| WORK TO COMPLETE |
Report all lines of the data below that hold the word "bool".
**********
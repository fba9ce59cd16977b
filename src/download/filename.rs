//! Filename derivation, sanitization, and path resolution for downloads.
//!
//! Names come from the resolved URL's last path segment first, then the
//! `Content-Disposition` header, then the item id.

use std::path::{Component, Path, PathBuf};

use tracing::debug;
use url::Url;

/// Maximum filename length in UTF-8 bytes, extension included.
///
/// Filesystems cap names at 255 bytes; the rest is left for the `.part`
/// suffix and a ` (n)` collision marker.
pub const MAX_FILENAME_BYTES: usize = 240;

/// Extension used when nothing better is known.
pub const FALLBACK_EXTENSION: &str = ".bin";

/// Derives the on-disk filename for a resolved download.
#[must_use]
pub fn derive_filename(url: &Url, content_disposition: Option<&str>, id: &str) -> String {
    if let Some(name) = filename_from_url(url) {
        return finish(&name);
    }

    if let Some(name) = content_disposition.and_then(parse_content_disposition) {
        let name = name.trim();
        if !name.is_empty() {
            return finish(name);
        }
    }

    let id = sanitize_filename(id.trim());
    finish(&format!("{id}{FALLBACK_EXTENSION}"))
}

/// Percent-decoded last path segment, only when it looks like a file.
fn filename_from_url(url: &Url) -> Option<String> {
    let last = url.path_segments()?.next_back()?;
    if last.is_empty() {
        return None;
    }
    let decoded = urlencoding::decode(last).map_or_else(
        |e| {
            debug!(segment = %last, error = %e, "URL decoding failed, using raw segment");
            last.to_string()
        },
        std::borrow::Cow::into_owned,
    );
    split_extension(&decoded).1.map(|_| decoded.clone())
}

fn finish(name: &str) -> String {
    cap_length(&sanitize_filename(&normalize_delimited_name(name)))
}

/// Rewrites the `Title -- Author -- Publisher -- ...` convention to `Title - Author`.
#[must_use]
pub fn normalize_delimited_name(name: &str) -> String {
    let (stem, ext) = split_extension(name);
    let parts: Vec<&str> = stem
        .split("--")
        .map(str::trim)
        .filter(|part| !part.is_empty())
        .collect();

    let stem = match parts.as_slice() {
        [title, author, ..] => format!("{title} - {author}"),
        [only] => (*only).to_string(),
        [] => stem.trim().to_string(),
    };
    format!("{stem}{}", ext.unwrap_or(""))
}

/// Splits `name` into stem and a plausible extension (`.epub`, `.pdf`, ...).
fn split_extension(name: &str) -> (&str, Option<&str>) {
    match name.rfind('.') {
        Some(pos) if pos > 0 => {
            let ext = &name[pos..];
            let plausible = (2..=10).contains(&ext.len())
                && ext[1..].chars().all(|c| c.is_ascii_alphanumeric());
            if plausible {
                (&name[..pos], Some(ext))
            } else {
                (name, None)
            }
        }
        _ => (name, None),
    }
}

/// Truncates the stem so the whole name fits in [`MAX_FILENAME_BYTES`].
fn cap_length(name: &str) -> String {
    if name.len() <= MAX_FILENAME_BYTES {
        return name.to_string();
    }
    let (stem, ext) = split_extension(name);
    let ext = ext.unwrap_or("");
    let stem = truncate_at_char_boundary(stem, MAX_FILENAME_BYTES.saturating_sub(ext.len()));
    format!("{}{ext}", stem.trim_end())
}

fn truncate_at_char_boundary(s: &str, max_bytes: usize) -> &str {
    if s.len() <= max_bytes {
        return s;
    }
    let mut end = max_bytes;
    while !s.is_char_boundary(end) {
        end -= 1;
    }
    &s[..end]
}

/// Parses Content-Disposition header to extract filename.
///
/// Handles both:
/// - `attachment; filename="example.pdf"`
/// - `attachment; filename=example.pdf`
/// - `attachment; filename*=UTF-8''example.pdf` (RFC 5987)
pub(crate) fn parse_content_disposition(header: &str) -> Option<String> {
    // Try filename*= first (RFC 5987 encoded)
    if let Some(pos) = header.find("filename*=") {
        let value = header[pos + 10..].trim();
        if let Some(quote_pos) = value.find("''") {
            let encoded = &value[quote_pos + 2..];
            let end = encoded.find(';').unwrap_or(encoded.len());
            if let Ok(decoded) = urlencoding::decode(encoded[..end].trim()) {
                return Some(decoded.into_owned());
            }
        }
    }

    if let Some(pos) = header.find("filename=") {
        let value = header[pos + 9..].trim();

        if let Some(stripped) = value.strip_prefix('"') {
            if let Some(end) = stripped.find('"') {
                return Some(stripped[..end].to_string());
            }
        } else {
            let end = value.find(';').unwrap_or(value.len());
            let filename = value[..end].trim();
            if !filename.is_empty() {
                return Some(filename.to_string());
            }
        }
    }

    None
}

/// Sanitizes filename for filesystem safety.
///
/// Replaces characters that are invalid on common filesystems:
/// / \ : * ? " < > |
pub(crate) fn sanitize_filename(name: &str) -> String {
    let sanitized: String = name
        .chars()
        .map(|c| match c {
            '/' | '\\' | ':' | '*' | '?' | '"' | '<' | '>' | '|' => '_',
            c if c.is_control() => '_',
            c => c,
        })
        .collect();

    if sanitized.is_empty() {
        return "_".to_string();
    }

    if is_safe_filename_segment(&sanitized) {
        sanitized
    } else {
        sanitized
            .chars()
            .map(|c| if c == '.' { '_' } else { c })
            .collect()
    }
}

/// Resolves a unique file path, adding a numeric suffix if the file exists.
///
/// `file.epub`, then `file_1.epub`, `file_2.epub`, ...
pub(crate) fn resolve_unique_path(dir: &Path, filename: &str) -> PathBuf {
    let filename = {
        let sanitized = sanitize_filename(filename);
        if sanitized.contains('/')
            || sanitized.contains('\\')
            || sanitized.trim_matches('_').is_empty()
        {
            format!("download{FALLBACK_EXTENSION}")
        } else {
            sanitized
        }
    };
    let base_path = dir.join(&filename);

    if !base_path.exists() {
        return base_path;
    }

    let (stem, ext) = match filename.rfind('.') {
        Some(pos) => (&filename[..pos], &filename[pos..]),
        None => (filename.as_str(), ""),
    };

    for i in 1..1000 {
        let new_path = dir.join(format!("{stem}_{i}{ext}"));
        if !new_path.exists() {
            return new_path;
        }
    }

    let timestamp = std::time::SystemTime::now()
        .duration_since(std::time::UNIX_EPOCH)
        .map(|d| d.as_secs())
        .unwrap_or(0);
    dir.join(format!("{stem}_{timestamp}{ext}"))
}

fn is_safe_filename_segment(name: &str) -> bool {
    !Path::new(name).components().any(|component| {
        matches!(
            component,
            Component::CurDir | Component::ParentDir | Component::RootDir | Component::Prefix(_)
        )
    })
}

#[cfg(test)]
#[allow(clippy::unwrap_used)]
mod tests {
    use super::*;
    use tempfile::TempDir;

    fn url(s: &str) -> Url {
        Url::parse(s).unwrap()
    }

    #[test]
    fn test_derive_filename_from_url_normalizes_delimiters() {
        let u = url(
            "https://b4mcx2ml.net/d3/y/1700/Dune%20--%20Frank%20Herbert%20--%20Ace%20--%20d6e1%20--%20Anna%E2%80%99s%20Archive.epub",
        );
        assert_eq!(derive_filename(&u, None, "d6e1"), "Dune - Frank Herbert.epub");
    }

    #[test]
    fn test_derive_filename_skips_extensionless_segment() {
        let u = url("https://files.example.com/get/abc123");
        let name = derive_filename(&u, Some(r#"attachment; filename="Emma.pdf""#), "abc123");
        assert_eq!(name, "Emma.pdf");
    }

    #[test]
    fn test_derive_filename_falls_back_to_id() {
        let u = url("https://files.example.com/");
        assert_eq!(derive_filename(&u, None, "d6e1f0"), "d6e1f0.bin");
    }

    #[test]
    fn test_derive_filename_strips_invalid_chars() {
        let u = url("https://x.example/What%3F%20Why%3A%20How.epub");
        assert_eq!(derive_filename(&u, None, "id"), "What_ Why_ How.epub");
    }

    #[test]
    fn test_derive_filename_caps_length_and_keeps_extension() {
        let long = "a".repeat(400);
        let u = url(&format!("https://x.example/{long}.epub"));
        let name = derive_filename(&u, None, "id");
        assert_eq!(name.len(), MAX_FILENAME_BYTES);
        assert!(name.ends_with(".epub"));
    }

    #[test]
    fn test_derive_filename_caps_multibyte_titles_by_bytes() {
        let title = "Война и мир ".repeat(30);
        let u = url(&format!(
            "https://x.example/{}.epub",
            urlencoding::encode(&title)
        ));
        let name = derive_filename(&u, None, "id");

        assert!(name.len() <= MAX_FILENAME_BYTES, "{} bytes", name.len());
        assert!(name.starts_with("Война и мир"));
        assert!(name.ends_with(".epub"));

        let dir = tempfile::tempdir().unwrap();
        std::fs::write(dir.path().join(format!("{name}.part")), b"x").unwrap();
    }

    #[test]
    fn test_truncate_never_splits_a_character() {
        assert_eq!(truncate_at_char_boundary("日本語", 4), "日");
        assert_eq!(truncate_at_char_boundary("abc", 10), "abc");
    }

    #[test]
    fn test_normalize_delimited_name_variants() {
        assert_eq!(normalize_delimited_name("Title -- Author.epub"), "Title - Author.epub");
        assert_eq!(normalize_delimited_name("Plain Title.pdf"), "Plain Title.pdf");
        assert_eq!(normalize_delimited_name("A -- B -- C -- D"), "A - B");
        assert_eq!(normalize_delimited_name(" -- Solo -- .mobi"), "Solo.mobi");
    }

    #[test]
    fn test_parse_content_disposition_quoted() {
        let header = r#"attachment; filename="example.pdf""#;
        assert_eq!(parse_content_disposition(header), Some("example.pdf".to_string()));
    }

    #[test]
    fn test_parse_content_disposition_unquoted() {
        let header = "attachment; filename=example.pdf; size=10";
        assert_eq!(parse_content_disposition(header), Some("example.pdf".to_string()));
    }

    #[test]
    fn test_parse_content_disposition_rfc5987() {
        let header = "attachment; filename*=UTF-8''Les%20Mis%C3%A9rables.epub";
        assert_eq!(
            parse_content_disposition(header),
            Some("Les Misérables.epub".to_string())
        );
    }

    #[test]
    fn test_parse_content_disposition_missing() {
        assert_eq!(parse_content_disposition("attachment"), None);
    }

    #[test]
    fn test_sanitize_filename_rewrites_dot_segments() {
        assert_eq!(sanitize_filename(".."), "__");
        assert_eq!(sanitize_filename("a/b"), "a_b");
    }

    #[test]
    fn test_resolve_unique_path_with_conflicts() {
        let temp_dir = TempDir::new().unwrap();
        std::fs::write(temp_dir.path().join("book.epub"), b"1").unwrap();
        std::fs::write(temp_dir.path().join("book_1.epub"), b"2").unwrap();

        let path = resolve_unique_path(temp_dir.path(), "book.epub");
        assert_eq!(path, temp_dir.path().join("book_2.epub"));
    }

    #[test]
    fn test_resolve_unique_path_stays_under_dir() {
        let temp_dir = TempDir::new().unwrap();
        let base = temp_dir.path();
        for malicious in ["../../etc/passwd", ".."] {
            let path = resolve_unique_path(base, malicious);
            assert!(path.starts_with(base));
            assert!(!path.components().any(|c| c == Component::ParentDir));
        }
    }
}
/// Result of [`Orchestrator::enqueue`].
#[derive(Debug, Clone, PartialEq)]
pub enum EnqueueResult {
    /// Newly queued, or re-queued from a settled state.
    Queued { position: usize },
    /// Already `available`; nothing was queued.
    AlreadyDownloaded { job: Box<DownloadJob> },
    /// Already pending; no duplicate was created.
    AlreadyInQueue { position: usize },
}

impl EnqueueResult {
    /// 1-based queue position, if the job is pending.
    #[must_use]
    pub fn position(&self) -> Option<usize> {
        match self {
            Self::Queued { position } | Self::AlreadyInQueue { position } => Some(*position),
            Self::AlreadyDownloaded { .. } => None,
        }
    }
}

/// Result of [`Orchestrator::retry`].
#[derive(Debug, Clone, Copy, PartialEq, Eq)]
pub struct RetryOutcome {
    pub status: JobStatus,
    pub position: usize,
}

#[derive(Debug, Default)]
struct QueueState {
    pending: VecDeque<QueuedEntry>,
    current: Option<String>,
    cancel_current: bool,
    /// The current transfer finished; the pipeline is filing the result.
    finishing: bool,
    running: bool,
    stopped: bool,
    worker: Option<JoinHandle<()>>,
}

impl QueueState {
    /// 1-based position; the current job is position 1 unless it was cancelled.
    fn position(&self, id: &str) -> Option<usize> {
        if self.current.as_deref() == Some(id) && !self.cancel_current {
            return Some(1);
        }
        let offset = usize::from(self.current.is_some());
        self.pending
            .iter()
            .position(|entry| entry.id == id)
            .map(|index| index + 1 + offset)
    }

    /// Appends unless the id is already pending or current. A cancelled
    /// current job is queued again behind the attempt being torn down.
    fn push(&mut self, entry: QueuedEntry) -> usize {
        if let Some(position) = self.position(&entry.id) {
            return position;
        }
        self.pending.push_back(entry);
        self.pending.len() + usize::from(self.current.is_some())
    }

    fn is_pending(&self, id: &str) -> bool {
        self.pending.iter().any(|entry| entry.id == id)
    }

    fn remove(&mut self, id: &str) -> bool {
        let before = self.pending.len();
        self.pending.retain(|entry| entry.id != id);
        self.pending.len() != before
    }

    fn is_idle(&self) -> bool {
        !self.running && self.current.is_none() && self.pending.is_empty()
    }
}

/// Outcome of one pass over a queue entry.
enum Step {
    Ran,
    Deferred,
    Skipped,
}

struct Inner {
    deps: OrchestratorDeps,
    state: Mutex<QueueState>,
    notifier: Notifier,
    /// Cuts a quiescent sleep short when work arrives or on shutdown.
    wake: Notify,
    /// Signalled when the loop exits.
    idle: Notify,
}

/// The download queue.
#[derive(Clone)]
pub struct Orchestrator {
    inner: Arc<Inner>,
}

impl fmt::Debug for Orchestrator {
    fn fmt(&self, f: &mut fmt::Formatter<'_>) -> fmt::Result {
        let state = self.inner.state();
        f.debug_struct("Orchestrator")
            .field("pending", &state.pending.len())
            .field("current", &state.current)
            .field("running", &state.running)
            .field("notifier", &self.inner.notifier)
            .finish_non_exhaustive()
    }
}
**********
| ANSWER TO THIS PROBLEM |
fn is_safe_filename_segment(name: &str) -> bool {
    cancel_current: bool,
    finishing: bool,
    running: bool,
    stopped: bool,
    fn is_pending(&self, id: &str) -> bool {
    fn remove(&mut self, id: &str) -> bool {
    fn is_idle(&self) -> bool {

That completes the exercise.